Keys shall be relative to to the device models xenstore tree for the new
domain. At the time of writing, keys are relative to the path
> `/local/domain/$dm_domid/device-model/$domid/`
although this path is free to change moving forward, thus should not be
assumed.
EMULATOR_CONTEXT
----------------
A context blob for a specific emulator associated with the domain.
0 1 2 3 4 5 6 7 octet
+------------------------+------------------------+
| emulator_id | index |
+------------------------+------------------------+
| emulator_ctx |
...
+-------------------------------------------------+
The *emulator_ctx* is a binary blob interpreted by the emulator identified by
*emulator_id*. Its format is unspecified.
CHECKPOINT_END
--------------
A checkpoint end record marks the end of a checkpoint in the image.
0 1 2 3 4 5 6 7 octet
+-------------------------------------------------+
The end record contains no fields; its body_length is 0.
CHECKPOINT_STATE
----------------
A checkpoint state record contains the control information for checkpoint.
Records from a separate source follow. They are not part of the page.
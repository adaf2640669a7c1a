use tracing::debug;

use crate::config::Config;
use crate::crawler::models::RawTable;
use crate::error::PipelineError;

pub mod fetcher;
pub mod models;
pub mod table;

/// Fetch the listing page and extract the raw bond table. Both steps are
/// fatal on failure; no partial table ever reaches normalization.
pub async fn scrape_bond_table(cfg: &Config) -> Result<RawTable, PipelineError> {
    let client = fetcher::build_client(cfg.http_timeout)?;

    debug!(url = %cfg.bonds_url, "Fetching bond listing page");
    let html = fetcher::fetch_html(&client, &cfg.bonds_url).await?;

    table::extract_bond_table(&html)
}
It
is only used by COLO, more detail please reference README.colo.
0 1 2 3 4 5 6 7 octet
+------------------------+------------------------+
| control_id | padding |
+------------------------+------------------------+
--------------------------------------------------------------------
Field Description
------------ ---------------------------------------------------
control_id 0x00000000: Secondary VM is out of sync, start a new checkpoint
(Primary -> Secondary)
0x00000001: Secondary VM is suspended (Secondary -> Primary)
0x00000002: Secondary VM is ready (Secondary -> Primary)
0x00000003: Secondary VM is resumed (Secondary -> Primary)
--------------------------------------------------------------------
In COLO, Primary is running in below loop:
1. Suspend primary vm
a. Suspend primary vm
b. Read *CHECKPOINT_SVM_SUSPENDED* sent by secondary
2. Checkpoint
3. Resume primary vm
a. Read *CHECKPOINT_SVM_READY* from secondary
b. Resume primary vm
c. Read *CHECKPOINT_SVM_RESUMED* from secondary
4. Wait a new checkpoint
a. Send *CHECKPOINT_NEW* to secondary
While Secondary is running in below loop:
1. Resume secondary vm
a. Send *CHECKPOINT_SVM_READY* to primary
b. Resume secondary vm
c. Send *CHECKPOINT_SVM_RESUMED* to primary
2. Wait a new checkpoint
a. Read *CHECKPOINT_NEW* from primary
3. Suspend secondary vm
a. Suspend secondary vm
b. Send *CHECKPOINT_SVM_SUSPENDED* to primary
4. Checkpoint
Future Extensions
=================
All changes to this specification should bump the revision number in
the title block.
All changes to the header require the header version to be increased.
The format may be extended by adding additional record types.
Extending an existing record type must be done by adding a new record
type. This allows old images with the old record to still be
restored.
|